Роман. Все типы отношения одного и того же человека к деянию или смерти. Причем всякое отношение подается как единственно правильное.
«Чума». Невозможно наслаждаться криками птиц и вечерней прохладой – миром, как он есть. Ибо он покрылся нынче густым слоем истории, сквозь который пробивается к нам его речь. Это его искажает. Он утрачивает самоценность, ибо с каждой его деталью связывается целая вереница образов смерти или отчаяния. Ни одно утро не обходится без агонии, вечер – без тюрьмы, полдень – без ужасающей резни.
Мемуары палача: «Я чередую мягкость с жестокостью. Психологически это очень полезно».
«Чума». Субъект, который размышляет, участвовать ли ему в работе санитарных отрядов или поберечь себя для великой любви. Плодовитость! Где она?
То же. После наступления комендантского часа город обращается в камень.
То же. Их смущала ненадежность. Всякий день, всякий час, без передышки, в положении загнанного зверя, не уверенные в завтрашнем дне.
То же. Я стараюсь быть всегда наготове. Но днем или ночью всегда наступает такой час, когда человеком овладевает страх. Этого-то часа я и боюсь.

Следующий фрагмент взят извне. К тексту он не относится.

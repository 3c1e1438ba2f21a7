//! Virtual mass closure models.
//!
//! ```text
//! Ki = Cvm ρ_c
//! K  = α_d Ki
//! Kf = interpolate(α_d) interpolate(Ki)
//! ```

use std::fmt;

use interphase_core::{ConfigError, EvaluationError, OrderedPhasePair, ScalarField, field};

use crate::{Coefficients, ImplicitCoefficient, ModelKind, coefficients::invalid};

/// A virtual mass coefficient for one phase dispersed in another.
pub trait VirtualMassModel: fmt::Debug {
    /// Virtual mass coefficient `Cvm`, per cell.
    ///
    /// # Errors
    ///
    /// Returns an [`EvaluationError`] if the pair lacks an input the model needs.
    fn cvm(&self, pair: &OrderedPhasePair<'_>) -> Result<ScalarField, EvaluationError>;
}

fn ki(
    model: &dyn VirtualMassModel,
    pair: &OrderedPhasePair<'_>,
) -> Result<ScalarField, EvaluationError> {
    Ok(model.cvm(pair)? * pair.continuous().density())
}

impl ImplicitCoefficient for dyn VirtualMassModel {
    fn k(&self, pair: &OrderedPhasePair<'_>) -> Result<ScalarField, EvaluationError> {
        Ok(pair.dispersed().alpha() * &ki(self, pair)?)
    }

    fn kf(&self, pair: &OrderedPhasePair<'_>) -> Result<ScalarField, EvaluationError> {
        let mesh = pair.mesh();
        Ok(mesh.interpolate(pair.dispersed().alpha()) * mesh.interpolate(&ki(self, pair)?))
    }
}

impl ModelKind for dyn VirtualMassModel {
    const KIND: &'static str = "virtual mass";
    const AVAILABLE: &'static [&'static str] = &["constantCoefficient"];

    fn select(name: &str, coefficients: &Coefficients) -> Result<Box<Self>, ConfigError> {
        match name {
            "constantCoefficient" => Ok(Box::new(ConstantVirtualMass::from_coefficients(
                name,
                coefficients,
            )?)),
            _ => Err(ConfigError::UnknownModel {
                kind: Self::KIND,
                name: name.to_owned(),
                available: Self::AVAILABLE,
            }),
        }
    }
}

/// A constant virtual mass coefficient, 0.5 for spheres.
#[derive(Debug, Clone, Copy, PartialEq)]
pub struct ConstantVirtualMass {
    pub cvm: f64,
}

impl ConstantVirtualMass {
    fn from_coefficients(name: &str, coefficients: &Coefficients) -> Result<Self, ConfigError> {
        coefficients.only(name, &["cvm"])?;
        let cvm = coefficients.require(name, "cvm")?;
        if cvm < 0.0 {
            return Err(invalid(name, "cvm", "must not be negative"));
        }
        Ok(Self { cvm })
    }
}

impl VirtualMassModel for ConstantVirtualMass {
    fn cvm(&self, pair: &OrderedPhasePair<'_>) -> Result<ScalarField, EvaluationError> {
        Ok(field::uniform(pair.dispersed().alpha().len(), self.cvm))
    }
}
use std::collections::HashMap;

use interphase_core::{ConfigError, EvaluationError, Phase, PhaseSet, ScalarField};

use crate::coefficients::positive;

use super::{BlendingConfig, BlendingMethod, phase_alpha};

/// Follows `(1 + tanh(4 (α_c − α_max) / s)) / 2`, where `α_max` is the
/// continuous phase's `max_dispersed_alpha` and `s` the `transition_alpha_scale`.
#[derive(Debug, Clone, PartialEq)]
pub struct Hyperbolic {
    transition_alpha_scale: f64,
    max_dispersed_alpha: HashMap<String, f64>,
}

impl Hyperbolic {
    pub(super) fn from_config(
        config: &BlendingConfig,
        phases: &PhaseSet,
    ) -> Result<Self, ConfigError> {
        let scale = config
            .transition_alpha_scale
            .ok_or_else(|| ConfigError::MissingCoefficient {
                model: config.method.clone(),
                coefficient: "transition_alpha_scale".into(),
            })?;
        let transition_alpha_scale = positive(&config.method, "transition_alpha_scale", scale)?;

        let max_dispersed_alpha = phases
            .names()
            .map(|phase| Ok((phase.to_owned(), phase_alpha(config, phase, "max_dispersed_alpha")?)))
            .collect::<Result<_, ConfigError>>()?;

        Ok(Self {
            transition_alpha_scale,
            max_dispersed_alpha,
        })
    }
}

impl BlendingMethod for Hyperbolic {
    fn weight(
        &self,
        _dispersed: &Phase,
        continuous: &Phase,
    ) -> Result<ScalarField, EvaluationError> {
        let max_dispersed = *self
            .max_dispersed_alpha
            .get(continuous.name())
            .ok_or_else(|| EvaluationError::UnknownPhase(continuous.name().to_owned()))?;

        let slope = 4.0 / self.transition_alpha_scale;
        Ok(continuous
            .alpha()
            .mapv(|alpha| 0.5 * (1.0 + (slope * (alpha - max_dispersed)).tanh())))
    }
}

То же. Лагерь-изолятор. «Я знал, что это такое. Обо мне забудут, я в этом не сомневаюсь. Те, кто меня не знают, забудут потому, что им не до меня, а те, кто меня знают и любят, забудут потому, что выбьются из сил в поисках способа вытащить меня оттуда. Во всяком случае, никто не станет думать обо мне. Никто не станет представлять себе мое существование минута за минутой, и проч., и проч.».
(Послать туда Рамбера.)
То же. Санитарные отряды, или искупители. Все члены санитарных отрядов печальны.
То же. «Именно на этой террасе доктору Риэ пришло в голову написать хронику событий, где ясно выразилась бы его близость с этими людьми. И этот рассказ, который теперь подходит к концу… и проч.».
То же. Во время чумы человеческое тело не живет, оно истощается.
То же. Начало: доктор провожает жену на вокзал. Но он вынужден потребовать закрыть город.
«Бытие и ничто» (с. 135–136). Странная ошибка в суждении о наших жизнях, потому что мы пытаемся взглянуть на них извне.
Если тело тоскует о душе, нет оснований считать, что в вечной жизни душа не страдает от разлуки с телом – и, следовательно, не мечтает о возвращении на землю.
Мы пишем в минуты отчаяния, Но что такое отчаяние?
На любви ничего нельзя построить: она – бегство, боль, минуты восторга или стремительное падение. Но она не…
Париж, или самая видимость чувствительности.
Новеллы. В разгар Революции один тип обещает сохранить жизнь своим противникам. После этого члены его партии приговаривают их к смерти. Он устраивает им побег.
То же. Священник под пыткой совершает предательство.